Incompetance abounds at the InterNIC

Once again, we have a tempest in a teapot. And once again this "tempest" is
just a means of obscuring the real problem. Speculators aren't the
problem. They are just a scapegoat.

I'm probably going about this the wrong way by arguing the details of
speculation, instead of getting people to focus on the real problems of
performance and management.

But Internic isn't very forthcoming in how they manage their systems. Even
so, I think I could run an automated database service for very little cost
per transaction. On the order of hundreths of a cent per transaction.
Charging $35 means means that one can make many, many thousands of
non-revenue transactions per revenue generating transaction. So I'll make
the claim that if Internic can't do it for a comparable cost, that isn't
justification for restrictions on the user community. You all remember
when Internic was formed, and registrations were going to cost money, that
many people thought $50.00 a year was outrageously high, right?

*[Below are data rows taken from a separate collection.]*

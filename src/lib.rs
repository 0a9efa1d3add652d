//! Lamina is a layered frame compositing engine.
//!
//! A [`Composition`] is a tree of [`RenderLayer`]s placed on a rational timeline. Compiling it
//! with [`build_video_composition`] assigns source tracks and cuts the timeline into
//! [`Instruction`]s, each listing the layers active over its interval. The render core then
//! composes any instant into a pooled RGBA8 premultiplied [`Texture`]:
//!
//! - [`render_frame`] composes one instruction at one time
//! - [`render_frame_at`] looks the instruction up first
//! - [`render_frames`] renders a frame range, optionally in parallel
//!
//! Decoded source frames come from the caller through [`FrameSupply`].
#![forbid(unsafe_code)]
#![deny(missing_docs)]

mod foundation;

pub(crate) mod animation;
pub(crate) mod compile;
pub(crate) mod composition;
pub(crate) mod effects;
pub(crate) mod render;
pub(crate) mod transform;

pub use crate::foundation::core::{
    Affine, Fps, FrameIndex, FrameRange, MediaTime, Size, TimeRange, Vec2,
};
pub use crate::foundation::error::{LaminaError, LaminaResult};

pub use crate::animation::ease::Ease;
pub use crate::animation::keyframe::{Animations, InterpMode, Keyframe, KeyframeAnimation};

pub use crate::transform::layer::{
    KEY_CENTER_X, KEY_CENTER_Y, KEY_ROTATION, KEY_ROTATION_X, KEY_ROTATION_Y, KEY_SCALE,
    SourceMapping, Transform, TransformMatrices,
};
pub use crate::transform::orientation::{Orientation, normalize_orientation};

pub use crate::effects::blur::{MAX_BLUR_RADIUS, gaussian_blur};
pub use crate::effects::chain::run_effect_chain;
pub use crate::effects::ops::{
    KEY_BRIGHTNESS, KEY_INTENSITY, KEY_RADIUS, KEY_SATURATION, KEY_SIGMA, LOOKUP_TABLE_SIZE,
    Operation, OperationKind, identity_lookup_table,
};

pub use crate::composition::dsl::CompositionBuilder;
pub use crate::composition::model::{
    Composition, KEY_BLEND_OPACITY, LayerContent, LayerState, RenderLayer,
};
pub use crate::composition::source::{
    AssetInfo, DEFAULT_IMAGE_DURATION, IMAGE_SOURCE_DOMAIN, ImageSource, LoadCompletion,
    MediaTrack, MediaType, Source, SourceKind, TRACK_SOURCE_DOMAIN, TrackProvider, TrackSource,
};

pub use crate::compile::instructions::{
    Instruction, InstructionSummary, LayerSummary, VideoComposition, VideoLayerKind,
    VideoRenderLayer, build_instructions, build_video_composition,
};
pub use crate::compile::tracks::{
    LayerId, PlaceholderTrack, TrackAssignment, TrackId, TrackLeaf, TrackTable, allocate_tracks,
};

pub use crate::render::blend::{BlendMode, BlendParams, blend, blend_pixel, over};
pub use crate::render::color::{
    BiPlanarFrame, COLOR_MATRIX_FULL_RANGE, COLOR_MATRIX_VIDEO_RANGE, ColorRange, PixelBuffer,
    convert_to_rgba, ycbcr_to_rgb,
};
pub use crate::render::compositor::{
    FrameOutcome, FrameQuery, FrameRequest, FrameSupply, NoFrames, render_frame,
};
pub use crate::render::context::{RenderContext, RenderSettings};
pub use crate::render::pipeline::{RenderStats, RenderThreading, render_frame_at, render_frames};
pub use crate::render::pool::{PoolOpts, PoolStats, TextureLease, TexturePool};
pub use crate::render::texture::{PixelFormat, SamplingMode, Texture};
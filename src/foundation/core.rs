use std::cmp::Ordering;
use std::ops::{Add, Sub};

use crate::foundation::error::{LaminaError, LaminaResult};

pub use kurbo::{Affine, Vec2};

/// Exact rational presentation time: `value / timescale` seconds.
///
/// Values are stored in lowest terms, so derived equality and hashing agree with [`Ord`].
#[derive(Clone, Copy, Debug, PartialEq, Eq, Hash, serde::Serialize, serde::Deserialize)]
#[serde(try_from = "RawMediaTime", into = "RawMediaTime")]
pub struct MediaTime {
    value: i64,
    timescale: u32,
}

#[derive(Clone, Copy, serde::Serialize, serde::Deserialize)]
struct RawMediaTime {
    value: i64,
    timescale: u32,
}

impl TryFrom<RawMediaTime> for MediaTime {
    type Error = LaminaError;

    fn try_from(raw: RawMediaTime) -> LaminaResult<Self> {
        Self::new(raw.value, raw.timescale)
    }
}

impl From<MediaTime> for RawMediaTime {
    fn from(t: MediaTime) -> Self {
        Self {
            value: t.value,
            timescale: t.timescale,
        }
    }
}

impl MediaTime {
    /// Time zero.
    pub const ZERO: Self = Self {
        value: 0,
        timescale: 1,
    };

    /// Build `value / timescale`; `timescale` must be > 0.
    pub fn new(value: i64, timescale: u32) -> LaminaResult<Self> {
        if timescale == 0 {
            return Err(LaminaError::validation("MediaTime timescale must be > 0"));
        }
        Ok(Self::reduced(i128::from(value), i128::from(timescale)))
    }

    /// Whole seconds.
    pub const fn from_secs(secs: i64) -> Self {
        Self {
            value: secs,
            timescale: 1,
        }
    }

    /// Milliseconds.
    pub fn from_millis(millis: i64) -> Self {
        Self::reduced(i128::from(millis), 1000)
    }

    /// Nearest representable time for `secs` at the given `timescale`.
    pub fn from_secs_f64(secs: f64, timescale: u32) -> LaminaResult<Self> {
        if !secs.is_finite() {
            return Err(LaminaError::validation("MediaTime seconds must be finite"));
        }
        let value = (secs * f64::from(timescale)).round();
        if value.abs() > i64::MAX as f64 {
            return Err(LaminaError::validation("MediaTime seconds out of range"));
        }
        Self::new(value as i64, timescale)
    }

    /// Numerator in lowest terms.
    pub fn value(self) -> i64 {
        self.value
    }

    /// Denominator in lowest terms.
    pub fn timescale(self) -> u32 {
        self.timescale
    }

    /// Lossy conversion to floating-point seconds.
    pub fn as_secs_f64(self) -> f64 {
        (self.value as f64) / f64::from(self.timescale)
    }

    /// Whether this time is exactly zero.
    pub fn is_zero(self) -> bool {
        self.value == 0
    }

    /// Whether this time is strictly negative.
    pub fn is_negative(self) -> bool {
        self.value < 0
    }

    fn reduced(value: i128, timescale: i128) -> Self {
        let mut value = value;
        let mut timescale = timescale.max(1);
        let g = gcd(value.unsigned_abs(), timescale.unsigned_abs()) as i128;
        if g > 1 {
            value /= g;
            timescale /= g;
        }
        // Out-of-range results are rescaled to the coarsest timescale that still fits.
        while timescale > i128::from(u32::MAX)
            || value > i128::from(i64::MAX)
            || value < i128::from(i64::MIN)
        {
            value /= 2;
            timescale /= 2;
            if timescale == 0 {
                timescale = 1;
                break;
            }
        }
        Self {
            value: value.clamp(i128::from(i64::MIN), i128::from(i64::MAX)) as i64,
            timescale: timescale as u32,
        }
    }
}

fn gcd(mut a: u128, mut b: u128) -> u128 {
    while b != 0 {
        let t = a % b;
        a = b;
        b = t;
    }
    a.max(1)
}

impl Ord for MediaTime {
    fn cmp(&self, other: &Self) -> Ordering {
        let lhs = i128::from(self.value) * i128::from(other.timescale);
        let rhs = i128::from(other.value) * i128::from(self.timescale);
        lhs.cmp(&rhs)
    }
}

impl PartialOrd for MediaTime {
    fn partial_cmp(&self, other: &Self) -> Option<Ordering> {
        Some(self.cmp(other))
    }
}

impl Add for MediaTime {
    type Output = MediaTime;

    fn add(self, rhs: Self) -> Self::Output {
        let a = i128::from(self.value) * i128::from(rhs.timescale);
        let b = i128::from(rhs.value) * i128::from(self.timescale);
        Self::reduced(a + b, i128::from(self.timescale) * i128::from(rhs.timescale))
    }
}

impl Sub for MediaTime {
    type Output = MediaTime;

    fn sub(self, rhs: Self) -> Self::Output {
        let a = i128::from(self.value) * i128::from(rhs.timescale);
        let b = i128::from(rhs.value) * i128::from(self.timescale);
        Self::reduced(a - b, i128::from(self.timescale) * i128::from(rhs.timescale))
    }
}

impl Default for MediaTime {
    fn default() -> Self {
        Self::ZERO
    }
}

/// Half-open time interval `[start, start + duration)`.
#[derive(Clone, Copy, Debug, PartialEq, Eq, Hash, serde::Serialize, serde::Deserialize)]
#[serde(try_from = "RawTimeRange", into = "RawTimeRange")]
pub struct TimeRange {
    /// Inclusive start.
    pub start: MediaTime,
    /// Non-negative length.
    pub duration: MediaTime,
}

#[derive(Clone, Copy, serde::Serialize, serde::Deserialize)]
struct RawTimeRange {
    start: MediaTime,
    duration: MediaTime,
}

impl TryFrom<RawTimeRange> for TimeRange {
    type Error = LaminaError;

    fn try_from(raw: RawTimeRange) -> LaminaResult<Self> {
        Self::new(raw.start, raw.duration)
    }
}

impl From<TimeRange> for RawTimeRange {
    fn from(r: TimeRange) -> Self {
        Self {
            start: r.start,
            duration: r.duration,
        }
    }
}

impl TimeRange {
    /// The empty range at time zero.
    pub const EMPTY: Self = Self {
        start: MediaTime::ZERO,
        duration: MediaTime::ZERO,
    };

    /// Build a range from a start and a non-negative duration.
    pub fn new(start: MediaTime, duration: MediaTime) -> LaminaResult<Self> {
        if duration.is_negative() {
            return Err(LaminaError::validation("TimeRange duration must be >= 0"));
        }
        Ok(Self { start, duration })
    }

    /// Build a range from `[start, end)`; `start` must be <= `end`.
    pub fn from_start_end(start: MediaTime, end: MediaTime) -> LaminaResult<Self> {
        if start > end {
            return Err(LaminaError::validation("TimeRange start must be <= end"));
        }
        Ok(Self {
            start,
            duration: end - start,
        })
    }

    /// Exclusive end.
    pub fn end(self) -> MediaTime {
        self.start + self.duration
    }

    /// Whether the range covers no time at all.
    pub fn is_empty(self) -> bool {
        !(self.duration > MediaTime::ZERO)
    }

    /// `start <= t < end`.
    pub fn contains(self, t: MediaTime) -> bool {
        self.start <= t && t < self.end()
    }

    /// Overlap of two ranges; an empty range when they only touch or are disjoint.
    pub fn intersection(self, other: Self) -> Self {
        let start = self.start.max(other.start);
        let end = self.end().min(other.end());
        if end <= start {
            return Self {
                start,
                duration: MediaTime::ZERO,
            };
        }
        Self {
            start,
            duration: end - start,
        }
    }

    /// Non-empty overlap test; touching ranges do not intersect.
    pub fn intersects(self, other: Self) -> bool {
        !self.intersection(other).is_empty()
    }

    /// Same duration, start moved by `delta`.
    pub fn shifted(self, delta: MediaTime) -> Self {
        Self {
            start: self.start + delta,
            duration: self.duration,
        }
    }
}

impl Default for TimeRange {
    fn default() -> Self {
        Self::EMPTY
    }
}

/// Zero-based frame number.
#[derive(
    Clone, Copy, Debug, PartialEq, Eq, PartialOrd, Ord, Hash, serde::Serialize, serde::Deserialize,
)]
pub struct FrameIndex(pub u64);

/// Half-open frame interval.
#[derive(Clone, Copy, Debug, PartialEq, Eq, serde::Serialize, serde::Deserialize)]
pub struct FrameRange {
    /// Inclusive start.
    pub start: FrameIndex,
    /// Exclusive end.
    pub end: FrameIndex,
}

impl FrameRange {
    /// Build a range; `start` must be <= `end`.
    pub fn new(start: FrameIndex, end: FrameIndex) -> LaminaResult<Self> {
        if start.0 > end.0 {
            return Err(LaminaError::validation("FrameRange start must be <= end"));
        }
        Ok(Self { start, end })
    }

    /// Number of frames covered.
    pub fn len_frames(self) -> u64 {
        self.end.0.saturating_sub(self.start.0)
    }

    /// Whether the range covers no frames.
    pub fn is_empty(self) -> bool {
        self.start.0 == self.end.0
    }

    /// `start <= f < end`.
    pub fn contains(self, f: FrameIndex) -> bool {
        self.start.0 <= f.0 && f.0 < self.end.0
    }
}

/// Frame rate as a rational `num / den` frames per second.
#[derive(Clone, Copy, Debug, PartialEq, Eq, serde::Serialize, serde::Deserialize)]
pub struct Fps {
    /// Frames.
    pub num: u32,
    /// Seconds; must be > 0.
    pub den: u32,
}

impl Fps {
    /// Build a frame rate; both terms must be > 0.
    pub fn new(num: u32, den: u32) -> LaminaResult<Self> {
        if den == 0 {
            return Err(LaminaError::validation("Fps den must be > 0"));
        }
        if num == 0 {
            return Err(LaminaError::validation("Fps num must be > 0"));
        }
        Ok(Self { num, den })
    }

    /// Duration of one frame.
    pub fn frame_duration(self) -> MediaTime {
        MediaTime::reduced(i128::from(self.den), i128::from(self.num))
    }

    /// Presentation time of `frame`.
    pub fn time_of(self, frame: FrameIndex) -> MediaTime {
        MediaTime::reduced(
            i128::from(frame.0) * i128::from(self.den),
            i128::from(self.num),
        )
    }
}

/// Pixel dimensions.
#[derive(Clone, Copy, Debug, Default, PartialEq, Eq, Hash, serde::Serialize, serde::Deserialize)]
pub struct Size {
    /// Width in pixels.
    pub width: u32,
    /// Height in pixels.
    pub height: u32,
}

impl Size {
    /// Build a size.
    pub const fn new(width: u32, height: u32) -> Self {
        Self { width, height }
    }

    /// Whether either dimension is zero.
    pub fn is_empty(self) -> bool {
        self.width == 0 || self.height == 0
    }
}

#[cfg(test)]
#[path = "../../tests/unit/foundation/core.rs"]
mod tests;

There is a key difference, and that is that stock speculators pay for the
right to speculate, so the system can afford to scale to meet the
increased volume.

Actually, quite a few stock speculators don't pay for the privilege. Many
speculators are stock brokers or floor traders who speculate cost free
(other than the cost of the stocks they buy). And you should note that now
that the stock exchanges are now nearly fully automated (though much less
so than Internic), discount brokerages now charge less than Internic.
Trading never stops now. Again, I think a first class, high availability,
high security database service can be operated without significant per
transaction costs.

Indeed, it is a damning indictment of Internic that stock brokerages charge
less, yet provide more secure, and more highly available computer services.

You also assume that domain speculators are the only ones who register more
domains than they pay for. They aren't. I'll bet many here have
registered domains that they later didn't want and didn't pay for.

Further, speculators ultimately pay for the domains they sell. What you
are really complaining about is that they register some domains they don't
pay for. The only reason you are complaining about that is because someone
pinned the blame for Internic problems on speculators.

The claim that "speculators don't pay" doesn't stand up.

Neither does the claim that speculators cause Internic problems. They don't.

I think Internic can afford to scale with the volume regardless of
speculation. Internic is a nearly fully automated process which charges
35.00 for a completed registration. I am going to go out on a limb that a
single database transaction costs very nearly nothing. So without doing
the math for a single registration, I think Internic *afford* a large
number of non-completed transactions for each completed transaction.

Speculators that actively try to sell their domains quite likely cause more
domains to be registered, and so they increase the Internic sales revenue.
I haven't seen any evidence that the costs of their non-completed
transactions are more than cost of their completed transactions. It costs
them much more to fill out the registration template and scan the news than
it does for Internic to (automatically) process the registration. If they
don't sell more than their time is worth, they won't be able to afford to
keep doing it. So it doesn't make any sense that they register to many
hundreds of thousands of domains per successful registration.

And if they generate a net-gain for Internic, thats a good thing.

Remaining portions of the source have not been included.